* **Work order**:
Below are the entries. Transcribe exactly the lines from the one with "writesize not multiple" through the one with "ioctl_write_ptr!(memsetbadblock, MTD_IOC_MAGIC, 12, u64);", ends included, and leave out all others.
━━━━
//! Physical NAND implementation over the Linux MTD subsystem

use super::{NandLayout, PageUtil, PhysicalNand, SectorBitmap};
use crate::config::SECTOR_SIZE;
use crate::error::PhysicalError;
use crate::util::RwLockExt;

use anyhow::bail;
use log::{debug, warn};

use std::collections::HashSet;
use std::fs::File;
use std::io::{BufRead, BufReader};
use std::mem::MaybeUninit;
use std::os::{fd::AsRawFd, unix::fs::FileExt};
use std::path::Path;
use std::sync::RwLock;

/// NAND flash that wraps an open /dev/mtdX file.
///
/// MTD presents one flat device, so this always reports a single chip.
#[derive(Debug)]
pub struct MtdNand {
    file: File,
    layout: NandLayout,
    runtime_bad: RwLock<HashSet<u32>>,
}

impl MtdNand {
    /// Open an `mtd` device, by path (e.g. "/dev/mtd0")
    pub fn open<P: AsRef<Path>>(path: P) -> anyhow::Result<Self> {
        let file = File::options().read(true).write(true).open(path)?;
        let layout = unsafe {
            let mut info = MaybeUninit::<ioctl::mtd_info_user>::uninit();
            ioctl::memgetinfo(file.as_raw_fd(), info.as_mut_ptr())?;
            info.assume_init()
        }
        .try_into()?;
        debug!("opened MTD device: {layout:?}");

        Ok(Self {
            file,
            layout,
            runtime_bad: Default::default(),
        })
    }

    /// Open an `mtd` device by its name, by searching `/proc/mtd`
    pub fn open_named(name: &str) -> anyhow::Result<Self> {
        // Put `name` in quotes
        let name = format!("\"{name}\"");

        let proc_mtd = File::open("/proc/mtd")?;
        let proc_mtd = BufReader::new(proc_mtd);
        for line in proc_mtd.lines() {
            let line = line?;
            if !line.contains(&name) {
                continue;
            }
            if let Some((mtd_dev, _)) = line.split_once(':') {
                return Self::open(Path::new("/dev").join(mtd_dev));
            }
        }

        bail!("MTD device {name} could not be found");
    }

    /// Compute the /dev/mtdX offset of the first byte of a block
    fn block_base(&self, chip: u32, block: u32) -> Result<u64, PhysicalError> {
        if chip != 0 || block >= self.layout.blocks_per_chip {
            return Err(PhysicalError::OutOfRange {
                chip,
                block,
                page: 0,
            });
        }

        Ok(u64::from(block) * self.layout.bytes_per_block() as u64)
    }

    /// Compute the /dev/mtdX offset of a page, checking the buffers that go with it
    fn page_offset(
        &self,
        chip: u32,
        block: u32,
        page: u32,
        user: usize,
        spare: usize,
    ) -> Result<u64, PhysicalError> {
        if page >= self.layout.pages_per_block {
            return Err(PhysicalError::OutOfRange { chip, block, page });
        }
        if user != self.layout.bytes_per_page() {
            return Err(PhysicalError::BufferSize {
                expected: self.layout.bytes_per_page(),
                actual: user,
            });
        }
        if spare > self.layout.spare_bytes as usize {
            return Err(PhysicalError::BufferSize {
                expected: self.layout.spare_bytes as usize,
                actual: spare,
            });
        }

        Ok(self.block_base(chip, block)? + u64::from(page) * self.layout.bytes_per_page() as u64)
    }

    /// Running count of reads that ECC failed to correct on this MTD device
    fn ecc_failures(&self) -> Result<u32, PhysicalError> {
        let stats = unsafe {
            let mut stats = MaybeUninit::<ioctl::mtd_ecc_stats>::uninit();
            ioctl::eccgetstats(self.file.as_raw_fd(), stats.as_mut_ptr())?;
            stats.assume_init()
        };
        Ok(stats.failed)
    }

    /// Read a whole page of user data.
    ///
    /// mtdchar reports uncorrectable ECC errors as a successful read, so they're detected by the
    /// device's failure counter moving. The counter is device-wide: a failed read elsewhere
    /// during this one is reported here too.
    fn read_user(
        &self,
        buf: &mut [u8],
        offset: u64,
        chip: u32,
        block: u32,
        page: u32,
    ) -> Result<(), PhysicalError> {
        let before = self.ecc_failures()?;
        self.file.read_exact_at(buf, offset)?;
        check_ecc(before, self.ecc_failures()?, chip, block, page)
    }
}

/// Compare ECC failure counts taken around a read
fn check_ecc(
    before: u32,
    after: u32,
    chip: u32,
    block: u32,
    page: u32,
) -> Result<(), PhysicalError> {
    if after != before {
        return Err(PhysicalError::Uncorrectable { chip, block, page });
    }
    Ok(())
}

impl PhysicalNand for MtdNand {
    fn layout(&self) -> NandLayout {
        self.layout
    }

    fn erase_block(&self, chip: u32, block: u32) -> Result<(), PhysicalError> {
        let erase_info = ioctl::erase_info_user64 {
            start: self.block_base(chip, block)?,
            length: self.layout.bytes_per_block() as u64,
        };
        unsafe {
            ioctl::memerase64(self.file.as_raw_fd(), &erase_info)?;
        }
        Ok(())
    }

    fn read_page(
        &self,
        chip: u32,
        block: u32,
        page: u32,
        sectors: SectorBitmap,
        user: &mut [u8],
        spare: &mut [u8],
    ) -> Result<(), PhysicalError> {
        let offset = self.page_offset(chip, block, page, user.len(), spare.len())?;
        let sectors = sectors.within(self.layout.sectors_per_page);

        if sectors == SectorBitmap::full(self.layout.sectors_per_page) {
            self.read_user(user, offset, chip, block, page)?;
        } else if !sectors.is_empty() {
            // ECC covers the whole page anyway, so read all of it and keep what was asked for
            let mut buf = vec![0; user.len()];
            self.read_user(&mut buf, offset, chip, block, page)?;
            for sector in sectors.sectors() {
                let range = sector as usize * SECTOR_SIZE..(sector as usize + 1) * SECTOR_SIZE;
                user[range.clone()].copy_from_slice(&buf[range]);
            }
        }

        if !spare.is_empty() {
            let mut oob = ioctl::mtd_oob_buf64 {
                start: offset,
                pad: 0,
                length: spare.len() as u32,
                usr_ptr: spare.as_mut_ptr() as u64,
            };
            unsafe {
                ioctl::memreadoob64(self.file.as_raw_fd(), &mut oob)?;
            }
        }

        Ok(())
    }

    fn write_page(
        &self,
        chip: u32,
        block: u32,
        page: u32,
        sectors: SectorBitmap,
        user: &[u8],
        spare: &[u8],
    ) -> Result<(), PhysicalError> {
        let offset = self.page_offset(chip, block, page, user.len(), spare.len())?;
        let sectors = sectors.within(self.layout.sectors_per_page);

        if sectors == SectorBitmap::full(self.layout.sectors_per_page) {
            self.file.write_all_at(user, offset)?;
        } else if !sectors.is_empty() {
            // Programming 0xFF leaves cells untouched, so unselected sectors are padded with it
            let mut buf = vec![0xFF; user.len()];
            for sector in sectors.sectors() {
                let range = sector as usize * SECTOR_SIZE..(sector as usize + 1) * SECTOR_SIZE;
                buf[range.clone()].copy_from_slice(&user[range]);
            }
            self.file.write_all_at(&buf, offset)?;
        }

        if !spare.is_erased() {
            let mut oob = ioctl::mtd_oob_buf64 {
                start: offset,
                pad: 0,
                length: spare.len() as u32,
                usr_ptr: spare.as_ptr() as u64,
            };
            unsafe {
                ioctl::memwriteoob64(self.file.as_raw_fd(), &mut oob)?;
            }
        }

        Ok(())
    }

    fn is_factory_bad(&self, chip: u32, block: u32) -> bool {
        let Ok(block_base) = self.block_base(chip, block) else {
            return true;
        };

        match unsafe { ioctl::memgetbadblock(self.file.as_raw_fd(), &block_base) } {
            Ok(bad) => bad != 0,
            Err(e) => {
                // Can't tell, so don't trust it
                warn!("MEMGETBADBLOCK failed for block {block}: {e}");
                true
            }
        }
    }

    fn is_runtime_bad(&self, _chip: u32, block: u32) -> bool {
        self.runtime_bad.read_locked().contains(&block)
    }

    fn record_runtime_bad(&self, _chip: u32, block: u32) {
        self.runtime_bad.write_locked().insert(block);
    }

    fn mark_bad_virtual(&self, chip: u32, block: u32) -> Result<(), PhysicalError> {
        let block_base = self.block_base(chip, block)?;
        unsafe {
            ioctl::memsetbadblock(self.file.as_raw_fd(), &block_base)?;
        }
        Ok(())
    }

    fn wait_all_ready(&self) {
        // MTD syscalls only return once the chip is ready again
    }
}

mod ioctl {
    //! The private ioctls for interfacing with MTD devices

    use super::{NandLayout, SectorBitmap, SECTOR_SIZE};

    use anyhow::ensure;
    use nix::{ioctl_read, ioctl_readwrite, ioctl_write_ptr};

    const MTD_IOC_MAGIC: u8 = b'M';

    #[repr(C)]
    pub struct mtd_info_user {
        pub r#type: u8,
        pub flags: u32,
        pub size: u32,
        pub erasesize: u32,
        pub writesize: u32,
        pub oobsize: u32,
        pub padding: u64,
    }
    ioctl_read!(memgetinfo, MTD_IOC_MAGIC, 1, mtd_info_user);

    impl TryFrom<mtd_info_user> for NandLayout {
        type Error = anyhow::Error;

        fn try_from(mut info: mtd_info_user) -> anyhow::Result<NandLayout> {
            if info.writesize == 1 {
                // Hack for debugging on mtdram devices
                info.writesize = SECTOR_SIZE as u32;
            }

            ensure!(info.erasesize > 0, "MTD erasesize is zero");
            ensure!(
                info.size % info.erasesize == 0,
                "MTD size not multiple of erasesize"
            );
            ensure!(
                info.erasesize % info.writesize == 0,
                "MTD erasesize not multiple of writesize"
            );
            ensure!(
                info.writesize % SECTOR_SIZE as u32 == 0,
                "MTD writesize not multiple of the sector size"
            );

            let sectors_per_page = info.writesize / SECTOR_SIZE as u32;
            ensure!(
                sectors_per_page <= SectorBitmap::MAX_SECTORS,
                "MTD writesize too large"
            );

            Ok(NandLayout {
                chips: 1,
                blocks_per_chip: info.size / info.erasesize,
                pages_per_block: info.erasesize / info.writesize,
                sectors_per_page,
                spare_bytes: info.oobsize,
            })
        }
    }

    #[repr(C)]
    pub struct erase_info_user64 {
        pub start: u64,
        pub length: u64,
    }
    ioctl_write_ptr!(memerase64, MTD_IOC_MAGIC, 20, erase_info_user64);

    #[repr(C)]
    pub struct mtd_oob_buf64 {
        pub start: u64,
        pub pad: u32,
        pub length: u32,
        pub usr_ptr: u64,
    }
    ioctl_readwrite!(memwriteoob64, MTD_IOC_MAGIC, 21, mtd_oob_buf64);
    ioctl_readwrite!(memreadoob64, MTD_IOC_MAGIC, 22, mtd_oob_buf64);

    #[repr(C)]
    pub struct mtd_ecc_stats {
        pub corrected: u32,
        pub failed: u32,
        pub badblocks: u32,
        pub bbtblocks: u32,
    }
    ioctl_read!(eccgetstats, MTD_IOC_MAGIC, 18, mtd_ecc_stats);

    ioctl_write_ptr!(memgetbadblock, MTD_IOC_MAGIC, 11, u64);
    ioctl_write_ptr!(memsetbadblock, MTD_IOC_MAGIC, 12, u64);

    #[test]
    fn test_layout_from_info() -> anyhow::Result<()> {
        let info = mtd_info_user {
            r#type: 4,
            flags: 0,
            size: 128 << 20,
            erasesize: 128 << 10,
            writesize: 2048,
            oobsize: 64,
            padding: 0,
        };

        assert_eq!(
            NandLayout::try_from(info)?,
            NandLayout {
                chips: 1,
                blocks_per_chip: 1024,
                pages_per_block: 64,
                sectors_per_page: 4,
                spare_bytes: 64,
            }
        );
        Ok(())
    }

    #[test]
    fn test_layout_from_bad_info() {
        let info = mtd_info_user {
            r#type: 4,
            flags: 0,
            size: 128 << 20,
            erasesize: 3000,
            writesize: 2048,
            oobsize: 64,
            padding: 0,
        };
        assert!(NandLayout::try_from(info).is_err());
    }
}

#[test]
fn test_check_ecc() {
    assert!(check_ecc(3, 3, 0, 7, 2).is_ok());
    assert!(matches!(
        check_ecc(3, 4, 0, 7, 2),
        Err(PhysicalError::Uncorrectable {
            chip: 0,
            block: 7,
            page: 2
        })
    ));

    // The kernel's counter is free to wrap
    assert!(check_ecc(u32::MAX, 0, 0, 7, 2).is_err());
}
━━━━
* **Result of this task**:
                "MTD writesize not multiple of the sector size"
            );

            let sectors_per_page = info.writesize / SECTOR_SIZE as u32;
            ensure!(
                sectors_per_page <= SectorBitmap::MAX_SECTORS,
                "MTD writesize too large"
            );

            Ok(NandLayout {
                chips: 1,
                blocks_per_chip: info.size / info.erasesize,
                pages_per_block: info.erasesize / info.writesize,
                sectors_per_page,
                spare_bytes: info.oobsize,
            })
        }
    }

    #[repr(C)]
    pub struct erase_info_user64 {
        pub start: u64,
        pub length: u64,
    }
    ioctl_write_ptr!(memerase64, MTD_IOC_MAGIC, 20, erase_info_user64);

    #[repr(C)]
    pub struct mtd_oob_buf64 {
        pub start: u64,
        pub pad: u32,
        pub length: u32,
        pub usr_ptr: u64,
    }
    ioctl_readwrite!(memwriteoob64, MTD_IOC_MAGIC, 21, mtd_oob_buf64);
    ioctl_readwrite!(memreadoob64, MTD_IOC_MAGIC, 22, mtd_oob_buf64);

    #[repr(C)]
    pub struct mtd_ecc_stats {
        pub corrected: u32,
        pub failed: u32,
        pub badblocks: u32,
        pub bbtblocks: u32,
    }
    ioctl_read!(eccgetstats, MTD_IOC_MAGIC, 18, mtd_ecc_stats);

    ioctl_write_ptr!(memgetbadblock, MTD_IOC_MAGIC, 11, u64);
    ioctl_write_ptr!(memsetbadblock, MTD_IOC_MAGIC, 12, u64);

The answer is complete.